» **To do**
Which lines of the data contain the string "exclusion"? Copy every one of them.

» **Extracted material**

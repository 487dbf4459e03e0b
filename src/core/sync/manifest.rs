// src/core/sync/manifest.rs

//! The cluster-items manifest: the declarative description of which paths
//! are synchronized between nodes and how received copies are applied.
//!
//! The manifest is a static JSON document read once at startup and immutable
//! thereafter. Implementation code never hard-codes per-directory behavior;
//! this map is authoritative.

use crate::core::SentraError;
use serde::{Deserialize, Deserializer, Serialize};
use std::collections::{BTreeMap, BTreeSet};
use std::path::Path;

/// Which node type owns the files under a manifest entry.
#[derive(
    Debug,
    Clone,
    Copy,
    PartialEq,
    Eq,
    Serialize,
    Deserialize,
    strum_macros::Display,
    strum_macros::EnumString,
)]
#[serde(rename_all = "lowercase")]
#[strum(serialize_all = "lowercase")]
pub enum SourceKind {
    Master,
    Worker,
    All,
}

/// How a received file replaces its destination.
#[derive(
    Debug,
    Clone,
    Copy,
    PartialEq,
    Eq,
    Serialize,
    Deserialize,
    bincode::Encode,
    bincode::Decode,
    strum_macros::Display,
    strum_macros::EnumString,
)]
#[serde(rename_all = "lowercase")]
#[strum(serialize_all = "lowercase")]
pub enum WriteMode {
    /// Write to `<dest>.tmp.cluster`, fsync, rename. Readers never observe a
    /// partial file.
    Atomic,
    /// Overwrite in place.
    Inline,
}

/// One synchronized directory.
#[derive(Debug, Clone, Serialize, Deserialize)]
pub struct ItemSpec {
    pub recursive: bool,
    /// `["all"]` or an explicit list of basenames.
    pub files: Vec<String>,
    pub source: SourceKind,
    #[serde(deserialize_with = "de_umask")]
    pub umask: u32,
    pub write_mode: WriteMode,
    #[serde(default)]
    pub remove_subdirs_if_empty: bool,
    /// Worker-owned content under this key is not an "extra" to delete but
    /// material the master must collect and merge (the extra-valid category).
    #[serde(default)]
    pub extra_valid: bool,
}

/// The full manifest: directory key → spec, plus the flat exclusion set.
#[derive(Debug, Clone, Serialize, Deserialize)]
pub struct ClusterItems {
    pub files: BTreeMap<String, ItemSpec>,
    #[serde(default)]
    pub excluded_files: BTreeSet<String>,
}

impl ClusterItems {
    /// Reads and validates the manifest from a JSON file.
    pub fn from_file(path: &Path) -> Result<Self, SentraError> {
        let contents = std::fs::read_to_string(path)
            .map_err(|e| SentraError::InvalidManifest(format!("{}: {e}", path.display())))?;
        Self::from_json(&contents)
    }

    pub fn from_json(contents: &str) -> Result<Self, SentraError> {
        let items: ClusterItems = serde_json::from_str(contents)
            .map_err(|e| SentraError::InvalidManifest(e.to_string()))?;
        items.validate()?;
        Ok(items)
    }

    fn validate(&self) -> Result<(), SentraError> {
        if self.files.is_empty() {
            return Err(SentraError::InvalidManifest(
                "manifest declares no synchronized directories".into(),
            ));
        }
        for (key, spec) in &self.files {
            if !key.starts_with('/') || !key.ends_with('/') {
                return Err(SentraError::InvalidManifest(format!(
                    "directory key '{key}' must start and end with '/'"
                )));
            }
            if spec.files.is_empty() {
                return Err(SentraError::InvalidManifest(format!(
                    "directory key '{key}' declares an empty file list"
                )));
            }
            if spec.umask > 0o777 {
                return Err(SentraError::InvalidManifest(format!(
                    "directory key '{key}' declares umask {:o} out of range",
                    spec.umask
                )));
            }
        }
        Ok(())
    }

    /// A file is excluded when its basename is in the exclusion set or ends
    /// with `~` (editor backups).
    pub fn is_excluded(&self, basename: &str) -> bool {
        basename.ends_with('~') || self.excluded_files.contains(basename)
    }

    /// Resolves the manifest key governing a relative path (leading slash,
    /// e.g. `/etc/rules/base.xml`): the longest directory key that prefixes
    /// it. Falls back to `/etc/` when no key matches, mirroring how unlisted
    /// files have always been treated.
    pub fn key_for(&self, relpath: &str) -> Option<&str> {
        self.files
            .keys()
            .filter(|key| relpath.starts_with(key.as_str()))
            .max_by_key(|key| key.len())
            .map(String::as_str)
            .or_else(|| self.files.contains_key("/etc/").then_some("/etc/"))
    }

    /// The spec governing a relative path, via [`ClusterItems::key_for`].
    pub fn spec_for(&self, relpath: &str) -> Option<(&str, &ItemSpec)> {
        let key = self.key_for(relpath)?;
        self.files.get(key).map(|spec| (key, spec))
    }

    /// Whether worker-side copies under the path's key belong to the
    /// extra-valid category instead of plain extras.
    pub fn is_extra_valid(&self, relpath: &str) -> bool {
        self.spec_for(relpath)
            .map(|(_, spec)| spec.extra_valid)
            .unwrap_or(false)
    }
}

/// Accepts `"0o640"`, `"640"` (octal digits) or a plain JSON integer.
fn de_umask<'de, D: Deserializer<'de>>(deserializer: D) -> Result<u32, D::Error> {
    #[derive(Deserialize)]
    #[serde(untagged)]
    enum Raw {
        Number(u32),
        Text(String),
    }

    match Raw::deserialize(deserializer)? {
        Raw::Number(n) => Ok(n),
        Raw::Text(s) => {
            let digits = s.strip_prefix("0o").unwrap_or(&s);
            u32::from_str_radix(digits, 8)
                .map_err(|_| serde::de::Error::custom(format!("invalid octal umask '{s}'")))
        }
    }
}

» **Response for this exercise**
/// The full manifest: directory key → spec, plus the flat exclusion set.
    /// A file is excluded when its basename is in the exclusion set or ends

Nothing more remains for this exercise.